- Postcard of Powsey's bicycle dive from Brighton's West Pier, in 1905
- Born: 1866 Sheerness, Kent, England
- Died: 2 March, 1956 Liverpool
- Occupation: High diver
- Years active: 1900–1941

= Professor Powsey =

English pier diver and entertainer

Albert Edward 'Bert' Powsey (1866–1956), known professionally as Professor Powsey, was a British high diver active between 1900 and 1941.

Powsey was among a number of similar professional high, trick and fancy daredevil divers who performed for crowds on piers and at fairgrounds throughout the UK in the early 20th century. These include Professor Cyril, Professor Gautier, Professor Davenport, Professor Reddish, Zoe Brigden, Walter Tong, and Powsey's own daughter Gladys and son Herbert Powsey.

==Early life==
Powsey was born in 1866 in Sheerness, Kent. At the age of 13 he embarked on a six-month cruise to the West Indies on a cargo boat and on his return was assistant to a grocer. On 7 September 1880, at 14, he received a Royal Humane Society Bronze Medal for lifesaving as "A. E. Powsey, 'Boy, T S Cornwall" (case number 21075). The T. S. Cornwall, formerly HMS Wellesley, had been a 74-gun ship of the line converted to a floating reformatory or training ship. Powsey apprenticed as a steam pipe fitter, eventually becoming a foreman.

In 1890 he married Rose Emma Ellis, who had been touring the world as the first female deep-sea diver. At the time of their marriage Powsey joined the staff of Marlborough College in Wiltshire for 10 years, and there evolved his high diving act.

==Diving career==

Powsey first undertook regular diving routines on the Herne Bay Pier for several seasons around the turn of the century. During this time he trained his daughter Gladys and son Herbert. Offered facilities at Brighton's West Pier, he left Herne Bay, leaving son Herbert to perform regularly there.

From Brighton he then moved to Clacton-on-Sea, and then in 1908 to Southport Pier, where he performed three dives daily until 1936, apart from a two-year absence during which he made a world tour.

After Southport pier he took to diving at the Southport fair ground/pleasureland.

Online postcard, photographic and film evidence shows that as well as being a regular diving performer at a given location (for example Southport Pier), he also made excursions to dive elsewhere around the country.

==Dives==

Powsey's diving routines included the 'Terrible Cycle Dive', which involved cycling off a ramp positioned above the pier deck. Another was the Sack Dive, in which he dived in a sack, and the 'Sensational Dive in Flames' in which he either was placed in a sack with cotton wool affixed and then doused with petrol set alight just before jumping, or dived into water with petrol on the surface that was set alight. He also dived from an 80-foot tower into a tank with four feet of water. In Southport he offered to dive from an aeroplane at 150 feet but was refused permission.

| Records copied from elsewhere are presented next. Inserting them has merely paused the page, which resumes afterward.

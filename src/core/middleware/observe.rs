//! Observability Middleware
//!
//! Logs and counts every statement that passes through the stages inside
//! it. Sits innermost-but-one in the reference host so injected faults from
//! the outer engine stage are reported by the session instead.

use std::future::Future;
use std::pin::Pin;
use std::sync::Arc;
use std::time::Instant;

use crate::core::context::SessionContext;
use crate::core::operation::Operation;
use crate::core::pipeline::{Next, OperationResult};
use crate::observability::{Event, Logger, MetricsRegistry};

use super::Middleware;

/// Observability middleware
pub struct ObserveMiddleware {
    metrics: Arc<MetricsRegistry>,
}

impl ObserveMiddleware {
    pub fn new(metrics: Arc<MetricsRegistry>) -> Self {
        Self { metrics }
    }
}

impl Middleware for ObserveMiddleware {
    fn name(&self) -> &'static str {
        "observe"
    }

    fn process<'a>(
        &'a self,
        op: &'a Operation,
        ctx: &'a mut SessionContext,
        next: Next<'a>,
    ) -> Pin<Box<dyn Future<Output = OperationResult> + Send + 'a>> {
        Box::pin(async move {
            let session = ctx.session_id.to_string();
            let started = Instant::now();

            let result = next.run(op, ctx).await;

            self.metrics.increment_operations_observed();
            let duration_ms = started.elapsed().as_millis().to_string();

            match &result {
                Ok(_) => Logger::trace(
                    Event::OperationComplete.as_str(),
                    &[
                        ("duration_ms", &duration_ms),
                        ("session", &session),
                        ("tag", op.tag()),
                    ],
                ),
                Err(err) => {
                    self.metrics.increment_operations_failed();
                    Logger::warn(
                        Event::OperationFailed.as_str(),
                        &[
                            ("code", err.code()),
                            ("duration_ms", &duration_ms),
                            ("error", &err.to_string()),
                            ("session", &session),
                            ("tag", op.tag()),
                        ],
                    );
                }
            }

            result
        })
    }
}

Powsey made his final dive at the age of 75 in 1941 at a gala in Southport for the Soldiers', Sailors' and Airmen's Charity Funds, and retired at his home in Virginia Street, Southport. He died in 1956.

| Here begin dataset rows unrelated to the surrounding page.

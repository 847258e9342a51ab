//! Session
//!
//! One client connection of the reference host. Runs statements through
//! the session's pipeline, keeps the transaction state, announces every
//! transaction boundary on the lifecycle hub and escalates errors by level.
//!
//! Transaction model:
//!
//! - A statement outside a block runs in its own implicit transaction
//!   (start, pre-commit, commit; abort on error)
//! - `BEGIN` opens a block; an error inside the block aborts it and leaves
//!   the session in the failed state until `COMMIT` or `ROLLBACK`
//! - In the failed state every other statement is rejected
//!
//! `SET`/`RESET` of a simula toggle is an ordinary `SET`/`RESET` statement:
//! it runs through the pipeline and takes effect only once it succeeded.

use std::sync::{Arc, OnceLock};

use regex::Regex;
use serde_json::{json, Value};
use uuid::Uuid;

use crate::config::parse_bool;
use crate::core::{
    CoreError, CoreResult, ErrorLevel, Operation, Pipeline, SessionContext, TransactionControl,
    TransactionEvent, TxnState,
};
use crate::engine::{FaultEngine, SimulaResult, MIDDLEWARE_NAME};
use crate::observability::{log_event_with_fields, Event};
use crate::rules::{Rule, RuleRow};

use super::exit::ProcessExit;

static SET_STATEMENT: OnceLock<Option<Regex>> = OnceLock::new();
static RESET_STATEMENT: OnceLock<Option<Regex>> = OnceLock::new();

fn set_statement() -> Option<&'static Regex> {
    SET_STATEMENT
        .get_or_init(|| {
            Regex::new(
                r"(?i)^\s*SET\s+(?:SESSION\s+)?(simula\.[a-z_]+)\s*(?:=|\s+TO\s+)\s*('?[a-z0-9]+'?)\s*;?\s*$",
            )
            .ok()
        })
        .as_ref()
}

fn reset_statement() -> Option<&'static Regex> {
    RESET_STATEMENT
        .get_or_init(|| Regex::new(r"(?i)^\s*RESET\s+(simula\.[a-z_]+)\s*;?\s*$").ok())
        .as_ref()
}

/// A `SET`/`RESET` of one of the simula toggles
#[derive(Debug, Clone, PartialEq, Eq)]
enum SettingCommand {
    Set { name: String, value: String },
    Reset { name: String },
}

impl SettingCommand {
    fn parse(statement: &str) -> Option<Self> {
        if let Some(caps) = set_statement().and_then(|re| re.captures(statement)) {
            let name = caps[1].to_string();
            if caps[2].eq_ignore_ascii_case("default") {
                return Some(SettingCommand::Reset { name });
            }
            return Some(SettingCommand::Set {
                name,
                value: caps[2].to_string(),
            });
        }
        reset_statement()
            .and_then(|re| re.captures(statement))
            .map(|caps| SettingCommand::Reset {
                name: caps[1].to_string(),
            })
    }
}

/// One client session
pub struct Session {
    ctx: SessionContext,
    pipeline: Pipeline,
    engine: Arc<FaultEngine>,
    exit: Arc<dyn ProcessExit>,
    closed: bool,
}

impl Session {
    pub(crate) fn open(
        ctx: SessionContext,
        pipeline: Pipeline,
        engine: Arc<FaultEngine>,
        exit: Arc<dyn ProcessExit>,
    ) -> Self {
        log_event_with_fields(
            Event::SessionOpened,
            &[
                ("session", &ctx.session_id.to_string()),
                ("user", &ctx.user),
            ],
        );
        Self {
            ctx,
            pipeline,
            engine,
            exit,
            closed: false,
        }
    }

    pub fn id(&self) -> Uuid {
        self.ctx.session_id
    }

    pub fn context(&self) -> &SessionContext {
        &self.ctx
    }

    pub fn engine(&self) -> &Arc<FaultEngine> {
        &self.engine
    }

    pub fn pipeline(&self) -> &Pipeline {
        &self.pipeline
    }

    pub fn txn_state(&self) -> TxnState {
        self.ctx.txn_state()
    }

    pub fn is_closed(&self) -> bool {
        self.closed
    }

    /// Run one statement
    pub async fn execute(&mut self, statement: &str) -> CoreResult<Value> {
        if self.closed {
            return Err(CoreError::SessionClosed);
        }

        let op = Operation::parse(statement)?;

        let result = match self.ctx.txn_state() {
            TxnState::Failed => self.execute_in_failed_block(&op),
            TxnState::InBlock => self.execute_in_block(&op).await,
            TxnState::Idle | TxnState::Implicit => self.execute_outside_block(&op).await,
        };

        result.map_err(|err| self.escalate(err))
    }

    /// Run `op` through the pipeline, then apply it if it changes a toggle
    async fn run(&mut self, op: &Operation) -> CoreResult<Value> {
        let value = self.pipeline.execute(op, &mut self.ctx).await?;
        match SettingCommand::parse(op.statement()) {
            Some(command) => self.apply_setting(command),
            None => Ok(value),
        }
    }

    fn apply_setting(&mut self, command: SettingCommand) -> CoreResult<Value> {
        match command {
            SettingCommand::Set { name, value } => {
                let value = parse_bool(&name, &value)?;
                self.ctx.settings_mut().set(&name, value)?;
                Ok(json!({ "status": "ok", "tag": "SET", "name": name, "value": value }))
            }
            SettingCommand::Reset { name } => {
                self.ctx.settings_mut().reset(&name)?;
                Ok(json!({ "status": "ok", "tag": "RESET", "name": name }))
            }
        }
    }

    async fn execute_outside_block(&mut self, op: &Operation) -> CoreResult<Value> {
        self.begin_transaction(TxnState::Implicit);
        let result = self.run(op).await;

        match result {
            Ok(value) => {
                if op.transaction_control() == Some(TransactionControl::Begin) {
                    self.ctx.set_txn_state(TxnState::InBlock);
                } else {
                    self.commit_transaction();
                }
                Ok(value)
            }
            Err(err) => {
                self.abort_transaction(TxnState::Idle);
                Err(err)
            }
        }
    }

    async fn execute_in_block(&mut self, op: &Operation) -> CoreResult<Value> {
        let result = self.run(op).await;

        match (op.transaction_control(), result) {
            (Some(TransactionControl::Commit), Ok(value)) => {
                self.commit_transaction();
                Ok(value)
            }
            (Some(TransactionControl::Rollback), result) => {
                self.abort_transaction(TxnState::Idle);
                result
            }
            (Some(TransactionControl::Commit), Err(err)) => {
                self.abort_transaction(TxnState::Idle);
                Err(err)
            }
            (_, Ok(value)) => Ok(value),
            (_, Err(err)) => {
                self.abort_transaction(TxnState::Failed);
                Err(err)
            }
        }
    }

    fn execute_in_failed_block(&mut self, op: &Operation) -> CoreResult<Value> {
        match op.transaction_control() {
            Some(TransactionControl::Commit) | Some(TransactionControl::Rollback) => {
                // The abort was already announced when the block failed
                self.ctx.set_txn_state(TxnState::Idle);
                Ok(json!({ "status": "ok", "tag": "ROLLBACK" }))
            }
            _ => Err(CoreError::TransactionAborted),
        }
    }

    fn begin_transaction(&mut self, state: TxnState) {
        self.ctx.set_txn_state(state);
        self.ctx.lifecycle().notify(TransactionEvent::Start);
    }

    fn commit_transaction(&mut self) {
        self.ctx.lifecycle().notify(TransactionEvent::PreCommit);
        self.ctx.set_txn_state(TxnState::Idle);
        self.ctx.lifecycle().notify(TransactionEvent::Commit);
    }

    fn abort_transaction(&mut self, next: TxnState) {
        self.ctx.set_txn_state(next);
        self.ctx.lifecycle().notify(TransactionEvent::Abort);
    }

    /// Apply the reach of an error that already aborted its transaction
    fn escalate(&mut self, err: CoreError) -> CoreError {
        match err.level() {
            ErrorLevel::Error => {}
            ErrorLevel::Fatal => {
                log_event_with_fields(
                    Event::SessionTerminated,
                    &[
                        ("code", err.code()),
                        ("session", &self.ctx.session_id.to_string()),
                    ],
                );
                self.close();
            }
            ErrorLevel::Panic => {
                self.exit.exit(&err);
                self.close();
            }
        }
        err
    }

    /// Add or replace a rule without the write being intercepted
    pub fn add_rule(&self, operation: &str, action: &str, magnitude: i64) -> SimulaResult<Rule> {
        self.engine
            .administer(|admin| admin.add_rule(operation, action, magnitude))
    }

    /// Remove every rule without the write being intercepted
    pub fn clear_rules(&self) -> SimulaResult<()> {
        self.engine.administer(|admin| admin.clear_all())
    }

    pub fn list_rules(&self) -> SimulaResult<Vec<RuleRow>> {
        self.engine.administer(|admin| admin.list())
    }

    /// End the session and unhook the engine
    ///
    /// An open transaction is aborted first. Idempotent.
    pub fn close(&mut self) {
        if self.closed {
            return;
        }
        if self.ctx.in_transaction() {
            self.abort_transaction(TxnState::Idle);
        }

        self.pipeline.remove(MIDDLEWARE_NAME);
        self.engine.detach();
        self.closed = true;

        log_event_with_fields(
            Event::SessionClosed,
            &[("session", &self.ctx.session_id.to_string())],
        );
    }
}

impl Drop for Session {
    fn drop(&mut self) {
        self.close();
    }
}

#[cfg(test)]
mod tests {
    use super::*;

    #[test]
    fn test_parse_set_forms() {
        assert_eq!(
            SettingCommand::parse("SET simula.enabled = on"),
            Some(SettingCommand::Set {
                name: "simula.enabled".into(),
                value: "on".into()
            })
        );
        assert_eq!(
            SettingCommand::parse("set session simula.connection_refuse to 'true';"),
            Some(SettingCommand::Set {
                name: "simula.connection_refuse".into(),
                value: "'true'".into()
            })
        );
        assert_eq!(
            SettingCommand::parse("RESET simula.enabled"),
            Some(SettingCommand::Reset {
                name: "simula.enabled".into()
            })
        );
    }

    #[test]
    fn test_set_to_default_is_reset() {
        assert_eq!(
            SettingCommand::parse("SET simula.enabled TO DEFAULT"),
            Some(SettingCommand::Reset {
                name: "simula.enabled".into()
            })
        );
        assert_eq!(
            SettingCommand::parse("set simula.enabled = default;"),
            Some(SettingCommand::Reset {
                name: "simula.enabled".into()
            })
        );
    }

    #[test]
    fn test_other_settings_are_not_toggles() {
        assert_eq!(SettingCommand::parse("SET search_path = public"), None);
        assert_eq!(SettingCommand::parse("SELECT 'SET simula.enabled = on'"), None);
    }
}
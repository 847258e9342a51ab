//! # Engine Errors

use thiserror::Error;

use crate::core::ErrorLevel;
use crate::rules::StoreError;

/// Result type for engine operations
pub type SimulaResult<T> = Result<T, SimulaError>;

/// Errors raised while intercepting an operation
#[derive(Debug, Clone, Error)]
pub enum SimulaError {
    #[error("simulation of ERROR by simula")]
    InjectedFailure { operation: String },

    #[error("simulation of PANIC by simula")]
    InjectedCrash { operation: String },

    #[error("simulation of FATAL by simula")]
    InjectedTermination { operation: String },

    #[error(transparent)]
    Store(#[from] StoreError),

    #[error("internal error: {0}")]
    Internal(String),
}

impl SimulaError {
    /// How far the error reaches once the host sees it
    pub fn level(&self) -> ErrorLevel {
        match self {
            SimulaError::InjectedCrash { .. } => ErrorLevel::Panic,
            SimulaError::InjectedTermination { .. } => ErrorLevel::Fatal,
            SimulaError::InjectedFailure { .. }
            | SimulaError::Store(_)
            | SimulaError::Internal(_) => ErrorLevel::Error,
        }
    }

    /// Stable error code
    pub fn code(&self) -> &'static str {
        match self {
            SimulaError::InjectedFailure { .. } => "SIMULA_INJECTED_ERROR",
            SimulaError::InjectedCrash { .. } => "SIMULA_INJECTED_PANIC",
            SimulaError::InjectedTermination { .. } => "SIMULA_INJECTED_FATAL",
            SimulaError::Store(_) => "SIMULA_RULE_STORE_ERROR",
            SimulaError::Internal(_) => "SIMULA_INTERNAL_ERROR",
        }
    }

    /// Whether a rule asked for this error
    pub fn is_injected(&self) -> bool {
        matches!(
            self,
            SimulaError::InjectedFailure { .. }
                | SimulaError::InjectedCrash { .. }
                | SimulaError::InjectedTermination { .. }
        )
    }

    /// Operation the fault was injected into, if any
    pub fn operation(&self) -> Option<&str> {
        match self {
            SimulaError::InjectedFailure { operation }
            | SimulaError::InjectedCrash { operation }
            | SimulaError::InjectedTermination { operation } => Some(operation),
            _ => None,
        }
    }
}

==Recollections and legacy==
Among the divers' spectators was a young A. J. P. Taylor, who was born in Southport and recalled Saturday visits to its Pleasureland with his father to watch a "deep sea diver called Professor Powsey, who performed spectacular dives which included one on a blazing bicycle".

In 2014, Powsey's grandson Albert recollected watching the dives as a schoolboy, and recalled the following from when he was 11 or 12:

I remember watching and there being a huge crowd of people around. My grandfather would often dive into a small pool and people would wonder why they could not get closer. I remember he would call out "Are you ready, ladies and gentlemen?" Then, as he was about to leap you could hear the intake of breath as everyone gasped, almost as if they did not believe he was going to do it. Then he would plunge down into the water and it would splash out all around him – and that is why they couldn't stand any closer, because they would have got soaked.

'Real photo' postcards of Professor Powsey and contemporary stunt divers are bought, sold and collected to this day, and can be searched and found on online auctions or articles.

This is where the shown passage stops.